В память об Освенциме
За публичными обвинениями в адрес преступников и требованиями помнить об их преступлениях, чтобы они не повторились вновь, кроется представление, что те события произошли по воле людей и могли быть ими предотвращены или исправлены. Мне кажется самонадеянным представление о том, что такие мощные движения, как та война, могли быть предотвращены или что их можно предотвратить на будущее, просто думая иначе. Так можно слишком заважничать, как будто ты Бог, а это очень вредно для души.
И еще кое о чем нужно подумать. Поддерживая общие представления, люди часто считают себя в душе лучше преступников прошлого. А ведь и преступники совершали свои преступления, считая себя лучше других. Обвиняя их, я внутренне становлюсь таким же, как они. Вот почему это так опасно.
Все это я говорю в общем. В моих терапевтических письмах, в моем последнем терапевтическом письме, я писал об одной еврейской женщине, которая сама была узницей концлагеря. Она собиралась в Мюнхене делать доклад в память годовщины того дня, когда еврейские врачи в этом городе были лишены права практики. Она прислала мне проект своего доклада с просьбой, чтобы я высказал свое мнение. В докладе эта женщина выдвигала некоторые обвинения. В своем ответе я написал ей примерно следующее: самое уместное — скорбь. Когда в Иерусалиме — я видел это сам — люди подходят к памятнику жертвам Холокоста, они плачут. Люди стоят и плачут. Но если бы кто-то подошел ко мне и сказал: «Ты немец», я бы не смог больше плакать. Обвинения прекращают траур. То же самое я наблюдал и в Хиросиме. Люди приходят к памятнику жертвам Хиросимы и плачут. Я тоже плакал. Но если бы кто-нибудь пришел и сказал: «Ты американец», человек не смог бы больше плакать. Обвинители лишают жертв возможности скорбеть, а скорбь и есть самое уместное в данном случае. Совместная скорбь объединяет. В скорби нет места надменности. Это целительная скорбь.
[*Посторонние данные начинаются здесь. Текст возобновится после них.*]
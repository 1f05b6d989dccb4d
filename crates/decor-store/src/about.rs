//! # About Info Store
//!
//! Company information shown on the About page and edited from the admin
//! panel. Exactly one record exists; there is no create or delete.

use std::sync::Arc;
use tracing::info;

use decor_core::{AboutInfo, AboutInfoPatch};

use crate::defaults::default_about_info;
use crate::error::StoreResult;
use crate::record::SingletonRecordStore;
use crate::storage::Storage;

/// Storage key of the about-info snapshot.
pub const ABOUT_KEY: &str = "kd-arts-about";

#[derive(Debug)]
pub struct AboutInfoStore {
    inner: SingletonRecordStore<AboutInfo>,
}

impl AboutInfoStore {
    /// Opens the record, falling back to the placeholder company info.
    pub fn open(storage: Arc<dyn Storage>, key: impl Into<String>) -> Self {
        AboutInfoStore {
            inner: SingletonRecordStore::open(storage, key, default_about_info),
        }
    }

    pub fn get(&self) -> &AboutInfo {
        self.inner.get()
    }

    /// Overwrites the fields set in `patch`; the rest keep their values.
    pub fn update(&mut self, patch: AboutInfoPatch) -> StoreResult<()> {
        self.inner.update(|info| info.apply(patch))?;
        info!(company = %self.get().company_name, "About info updated");
        Ok(())
    }
}

#[cfg(test)]
mod tests {
    use super::*;
    use crate::storage::MemoryStorage;

    #[test]
    fn test_defaults_then_partial_update() {
        let storage = Arc::new(MemoryStorage::new());
        let mut store = AboutInfoStore::open(storage.clone(), ABOUT_KEY);
        assert_eq!(store.get().phone, "Enter number here");

        store
            .update(AboutInfoPatch {
                phone: Some("+91 98765 43210".to_string()),
                ..Default::default()
            })
            .unwrap();

        assert_eq!(store.get().phone, "+91 98765 43210");
        assert_eq!(store.get().company_name, "K.D. Arts");

        let reopened = AboutInfoStore::open(storage, ABOUT_KEY);
        assert_eq!(reopened.get(), store.get());
    }

    #[test]
    fn test_admin_form_submits_whole_record() {
        let storage = Arc::new(MemoryStorage::new());
        let mut store = AboutInfoStore::open(storage, ABOUT_KEY);

        let mut edited = store.get().clone();
        edited.email = "hello@kdarts.in".to_string();
        edited.push_specialty(Some("Eco-friendly idols".to_string()));
        assert!(edited.remove_specialty(0));

        store.update(edited.clone().into()).unwrap();
        assert_eq!(store.get(), &edited);
        assert_eq!(store.get().specialties.len(), 3);
    }

    #[test]
    fn test_empty_patch_changes_nothing() {
        let storage = Arc::new(MemoryStorage::new());
        let mut store = AboutInfoStore::open(storage, ABOUT_KEY);
        let before = store.get().clone();

        store.update(AboutInfoPatch::default()).unwrap();
        assert_eq!(store.get(), &before);
    }
}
Воспоминания, которые завершают и объединяют
В последние годы я много думал о взаимном влиянии живущих и умерших друг на друга. В прошлом году в Германии в связи с Франкфуртской книжной выставкой состоялась дискуссия о воспоминаниях. Эта дискуссия отозвалась болью в моей душе тем, что она так поверхностна, и тем, что она не прониклась глубиной происходящего. В своей книге «Der Abschied» («Прощание») я писал об этом, но все же мне чего-то не хватало. Я не совсем понимал это. Тогда я размышлял о том, какими должны быть воспоминания, целительные воспоминания. Воспоминания, которые заканчивают нечто и объединяют одновременно.
Если человек, будучи ребенком, пережил что-то страшное, он часто вытесняет воспоминание об этом. Психоанализ показал нам, как важно, чтобы вытесненное было извлечено на свет.